Je suis une laïque protestante. Je fais partie de l’Eglise
Réformée de France qui est membre de la Fédération Protestante de France, et je
suis également membre d’une ONG, le Mouvement Jeunes Femmes d’origine
protestante, mais qui s’est affirmé dans ses statuts féministe et laïque.
C’est à partir de cette double appartenance que je vais
tenter d’introduire le problématique des intégrismes religieux protestants.
1.
Dans le Protestantisme, on parle moins d’intégrisme que de
fondamentalismes au pluriel, car le Protestantisme est d’abord un fait pluriel.
Il y a des églises protestantes,
se référant à des traditions théologiques différentes, contrairement à l’Eglise
Catholique qui a une structure centralisée. Il h’y a pas de doctrine unique qui
s’impose à tous, même s’il y a des affirmations et des références communes, car
il n’y a pas de magistère qui imposent une norme de pensée ou de foi.
Les fondamentalismes représentent une
minorité dans le Protestantisme. Les grandes Eglises se caractérisent plutôt
par un esprit d’ouverture ; elles ont d’ailleurs été les premières à
accepter l’ordination des femmes, elles ont pris position en faveur de la
liberté de choix en matière d’avortement, elles ont participé à la laïcisation
de la société.
Pour comprendre l’origine et les
manifestations du fondamentalisme protestant, il faut aller chercher
Outre-Atlantique, aux U.S.A., où il est né au début du 20ème siècle.
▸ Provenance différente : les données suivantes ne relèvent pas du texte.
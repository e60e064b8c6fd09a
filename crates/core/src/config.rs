//! Trickplay settings loaded from environment variables.

use std::path::PathBuf;
use std::str::FromStr;
use std::time::Duration;

use serde::{Deserialize, Serialize};

use crate::cache::StoragePolicy;
use crate::error::CoreError;
use crate::types::Width;

/// How the scan hook waits for generation.
#[derive(Debug, Clone, Copy, PartialEq, Eq, Serialize, Deserialize)]
#[serde(rename_all = "snake_case")]
pub enum ScanBehavior {
    /// Generate inline; the scan does not finish until artifacts exist.
    Blocking,
    /// Queue generation on a background task and return immediately.
    NonBlocking,
}

impl FromStr for ScanBehavior {
    type Err = CoreError;

    fn from_str(s: &str) -> Result<Self, Self::Err> {
        match s.trim().to_ascii_lowercase().as_str() {
            "blocking" => Ok(Self::Blocking),
            "non_blocking" | "nonblocking" => Ok(Self::NonBlocking),
            other => Err(CoreError::Validation(format!(
                "TRICKPLAY_SCAN_BEHAVIOR must be `blocking` or `non_blocking`, got `{other}`"
            ))),
        }
    }
}

/// Every knob the pipeline, the serving layer and the bulk tasks read.
///
/// Built once at startup and shared by `Arc`.
#[derive(Debug, Clone, PartialEq, Eq)]
pub struct TrickplayConfig {
    pub on_demand_generation: bool,
    pub extract_during_scan: bool,
    pub scan_behavior: ScanBehavior,
    pub save_with_media: bool,
    pub interval_ms: u32,
    /// Target widths, ascending and de-duplicated.
    pub widths: Vec<Width>,
    pub parallel_processes: usize,
    /// ffmpeg `-threads`; 0 lets ffmpeg decide.
    pub process_threads: u32,
    pub process_niceness: i32,
    pub stall_poll: Duration,
    pub ffmpeg_path: PathBuf,
    pub ffprobe_path: PathBuf,
    pub media_root: PathBuf,
    pub data_dir: PathBuf,
}

impl Default for TrickplayConfig {
    fn default() -> Self {
        Self {
            on_demand_generation: true,
            extract_during_scan: true,
            scan_behavior: ScanBehavior::NonBlocking,
            save_with_media: false,
            interval_ms: 10_000,
            widths: vec![320],
            parallel_processes: 1,
            process_threads: 0,
            process_niceness: 10,
            stall_poll: Duration::from_secs(30),
            ffmpeg_path: PathBuf::from("ffmpeg"),
            ffprobe_path: PathBuf::from("ffprobe"),
            media_root: PathBuf::from("media"),
            data_dir: PathBuf::from("data"),
        }
    }
}

impl TrickplayConfig {
    /// Load from the process environment.
    ///
    /// | Env Var                         | Default        |
    /// |---------------------------------|----------------|
    /// | `TRICKPLAY_ON_DEMAND`           | `true`         |
    /// | `TRICKPLAY_EXTRACT_DURING_SCAN` | `true`         |
    /// | `TRICKPLAY_SCAN_BEHAVIOR`       | `non_blocking` |
    /// | `TRICKPLAY_SAVE_WITH_MEDIA`     | `false`        |
    /// | `TRICKPLAY_INTERVAL_MS`         | `10000`        |
    /// | `TRICKPLAY_WIDTHS`              | `320`          |
    /// | `TRICKPLAY_PARALLEL_PROCESSES`  | `1`            |
    /// | `TRICKPLAY_PROCESS_THREADS`     | `0`            |
    /// | `TRICKPLAY_PROCESS_NICENESS`    | `10`           |
    /// | `TRICKPLAY_STALL_POLL_SECS`     | `30`           |
    /// | `TRICKPLAY_FFMPEG_PATH`         | `ffmpeg`       |
    /// | `TRICKPLAY_FFPROBE_PATH`        | `ffprobe`      |
    /// | `TRICKPLAY_MEDIA_ROOT`          | `media`        |
    /// | `TRICKPLAY_DATA_DIR`            | `data`         |
    pub fn from_env() -> Result<Self, CoreError> {
        Self::from_lookup(|key| std::env::var(key).ok())
    }

    /// Load using an arbitrary key lookup. Unset keys take their defaults.
    pub fn from_lookup(lookup: impl Fn(&str) -> Option<String>) -> Result<Self, CoreError> {
        let defaults = Self::default();
        let get = |key: &str| lookup(key).filter(|v| !v.trim().is_empty());

        let on_demand_generation = match get("TRICKPLAY_ON_DEMAND") {
            Some(v) => parse_bool("TRICKPLAY_ON_DEMAND", &v)?,
            None => defaults.on_demand_generation,
        };
        let extract_during_scan = match get("TRICKPLAY_EXTRACT_DURING_SCAN") {
            Some(v) => parse_bool("TRICKPLAY_EXTRACT_DURING_SCAN", &v)?,
            None => defaults.extract_during_scan,
        };
        let scan_behavior = match get("TRICKPLAY_SCAN_BEHAVIOR") {
            Some(v) => v.parse()?,
            None => defaults.scan_behavior,
        };
        let save_with_media = match get("TRICKPLAY_SAVE_WITH_MEDIA") {
            Some(v) => parse_bool("TRICKPLAY_SAVE_WITH_MEDIA", &v)?,
            None => defaults.save_with_media,
        };
        let interval_ms = match get("TRICKPLAY_INTERVAL_MS") {
            Some(v) => parse_num("TRICKPLAY_INTERVAL_MS", &v)?,
            None => defaults.interval_ms,
        };
        let widths = match get("TRICKPLAY_WIDTHS") {
            Some(v) => parse_widths(&v)?,
            None => defaults.widths,
        };
        let parallel_processes = match get("TRICKPLAY_PARALLEL_PROCESSES") {
            Some(v) => parse_num::<i64>("TRICKPLAY_PARALLEL_PROCESSES", &v)?.max(1) as usize,
            None => defaults.parallel_processes,
        };
        let process_threads = match get("TRICKPLAY_PROCESS_THREADS") {
            Some(v) => parse_num("TRICKPLAY_PROCESS_THREADS", &v)?,
            None => defaults.process_threads,
        };
        let process_niceness = match get("TRICKPLAY_PROCESS_NICENESS") {
            Some(v) => parse_num("TRICKPLAY_PROCESS_NICENESS", &v)?,
            None => defaults.process_niceness,
        };
        let stall_poll = match get("TRICKPLAY_STALL_POLL_SECS") {
            Some(v) => Duration::from_secs(parse_num("TRICKPLAY_STALL_POLL_SECS", &v)?),
            None => defaults.stall_poll,
        };

        let config = Self {
            on_demand_generation,
            extract_during_scan,
            scan_behavior,
            save_with_media,
            interval_ms,
            widths,
            parallel_processes,
            process_threads,
            process_niceness,
            stall_poll,
            ffmpeg_path: get("TRICKPLAY_FFMPEG_PATH").map_or(defaults.ffmpeg_path, PathBuf::from),
            ffprobe_path: get("TRICKPLAY_FFPROBE_PATH")
                .map_or(defaults.ffprobe_path, PathBuf::from),
            media_root: get("TRICKPLAY_MEDIA_ROOT").map_or(defaults.media_root, PathBuf::from),
            data_dir: get("TRICKPLAY_DATA_DIR").map_or(defaults.data_dir, PathBuf::from),
        };
        config.validate()?;
        Ok(config)
    }

    pub fn validate(&self) -> Result<(), CoreError> {
        if self.interval_ms == 0 {
            return Err(CoreError::Validation(
                "TRICKPLAY_INTERVAL_MS must be greater than zero".into(),
            ));
        }
        if self.widths.is_empty() {
            return Err(CoreError::Validation(
                "TRICKPLAY_WIDTHS must list at least one width".into(),
            ));
        }
        if self.stall_poll.is_zero() {
            return Err(CoreError::Validation(
                "TRICKPLAY_STALL_POLL_SECS must be greater than zero".into(),
            ));
        }
        if !(-20..=19).contains(&self.process_niceness) {
            return Err(CoreError::Validation(format!(
                "TRICKPLAY_PROCESS_NICENESS must be between -20 and 19, got {}",
                self.process_niceness
            )));
        }
        Ok(())
    }

    pub fn storage_policy(&self) -> StoragePolicy {
        StoragePolicy::from_save_with_media(self.save_with_media)
    }

    /// Per-item metadata directories live here.
    pub fn metadata_root(&self) -> PathBuf {
        self.data_dir.join("metadata")
    }

    /// Scratch space for extraction runs.
    pub fn scratch_root(&self) -> PathBuf {
        self.data_dir.join("scratch")
    }
}

fn parse_bool(key: &str, value: &str) -> Result<bool, CoreError> {
    match value.trim().to_ascii_lowercase().as_str() {
        "1" | "true" | "yes" | "on" => Ok(true),
        "0" | "false" | "no" | "off" => Ok(false),
        other => Err(CoreError::Validation(format!(
            "{key} must be a boolean, got `{other}`"
        ))),
    }
}

fn parse_num<T: FromStr>(key: &str, value: &str) -> Result<T, CoreError> {
    value
        .trim()
        .parse()
        .map_err(|_| CoreError::Validation(format!("{key} must be a number, got `{value}`")))
}

fn parse_widths(value: &str) -> Result<Vec<Width>, CoreError> {
    let mut widths = value
        .split(',')
        .map(str::trim)
        .filter(|s| !s.is_empty())
        .map(|s| match s.parse::<Width>() {
            Ok(w) if w > 0 => Ok(w),
            _ => Err(CoreError::Validation(format!(
                "TRICKPLAY_WIDTHS entries must be positive integers, got `{s}`"
            ))),
        })
        .collect::<Result<Vec<_>, _>>()?;
    widths.sort_unstable();
    widths.dedup();
    Ok(widths)
}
Entre 1910 et 1915 parurent aux USA 12
petits traité intitulés : The
Fundamentals : A testimony to the Truth ». Leurs auteurs
affirmaient contre le libéralisme protestant un certain nombre de points de foi
qu’ils jugeaient non négociables. Le fondamentalisme a donc été au départ une
position théologique qui réaffirmait une fois très traditionnelle contre le
libéralisme ambiant et contre le Christianisme social, qui leur paraissaient
saper les fondements de la foi chrétienne.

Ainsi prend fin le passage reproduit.